Purpose of the study—research of blood flow characteristics in skin
microcirculatory bloodstream of rats obtained by high-frequency
Doppler ultrasound (HFDU) with given changes in rheological blood
indicators. The studies were carried out on pubescent male Wistar
rats. 3 experimental groups were formed. Group 1 (n = 21) “Hemodilution”—viscosity
1.99 ± 0.02 mPa*s, hematocrit 31.48 ± 0.31%. Group 2 (n = 32) “Norma”—animals with unchanged
blood levels—viscosity 2.84 ± 0.03 mPa*s, hematocrit 41.60 ± 0.3%.
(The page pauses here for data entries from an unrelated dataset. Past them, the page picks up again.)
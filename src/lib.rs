//! # boxoffice-gateway
//!
//! REST API for movie-ticket seat reservation under concurrent demand.
//!
//! The hard problem this service owns is seat contention: many clients
//! may try to claim overlapping seats for the same showtime at the same
//! time, and no seat may ever be held by two simultaneously confirmed
//! bookings. Catalog data (movie, showtime, ticket price) and user
//! authentication live in external collaborators — this service is the
//! reservation core and its thin HTTP surface.
//!
//! ## Architecture
//!
//! ```text
//! Clients (HTTP)
//!     │
//!     ├── REST Handlers (api/)
//!     │
//!     ├── BookingService (service/)   validation + orchestration
//!     │
//!     ├── ReservationLedger (ledger/) atomic check-and-commit
//!     │       ├── PostgresLedger     seat-claim rows + unique index
//!     │       └── InMemoryLedger     per-showtime mutex (tests)
//!     │
//!     └── Domain (domain/)           SeatId, Booking, id newtypes
//! ```
//!
//! ## Commit protocol
//!
//! A reservation recomputes the showtime's booked-seat set, intersects
//! it with the request, and either appends a confirmed booking or
//! rejects the whole request naming exactly the contested seats — all
//! inside one atomic section per showtime. Cancellation flips a booking
//! to cancelled and releases its seats through the same section, so a
//! freed seat is immediately re-bookable and never double-bookable.

pub mod api;
pub mod app_state;
pub mod config;
pub mod domain;
pub mod error;
pub mod ledger;
pub mod service;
Group 3 (n = 32) “Erythrocytosis”—viscosity
3.95 ± 0.04 mPa*s, hematocrit 54.56 ± 0.23%. Dynamic blood viscosity
in vitro studies were carried out on oscillatory viscometer. In
order to evaluate hematocrit level heparinized whole blood was centrifuged
in glass capillaries using; hematocrit values were assessed taking
into account sedimentation of formed elements column using a hematocrit
reader card. Blood flow in skin microcirculatory bloodstream of
rats` left thigh area was estimated by HFDU method using Minimax-Doppler-K
hardware and software system, with ultrasound transducer (frequency
20 MHz). Statistical analysis showed the models are correct. Blood
indicators of the animals in three experimental groups differed
statistically and significantly in terms of blood viscosity and
hematocrit. Discriminant analysis was used to determine the relations between
rheological blood parameters and characteristics of blood velocity
in microcirculatory bloodstream which made it possible to identify
the most significant characteristics of blood flow that tend to
change depending on altered blood composition. These include: mean
systolic velocity Vas (p < 0.01), mean velocity Vam (p <
0.001), mean volume velocity Qam (p < 0.001), vascular resistance
index RI (p <
0.01) and the percentage of blood cells moving in low-speed H’ (p =
0.03). The reliability of selected characteristics was checked with
one-way ANOVA; and their significance in determining membership
in “Hemodilution”, “Norma” or “Erythrocytosis” groups according
to HFDU data was confirmed. Based on this analysis classification
functions were generated for non-invasive dynamic blood viscosity determination
according to Doppler ultrasound data.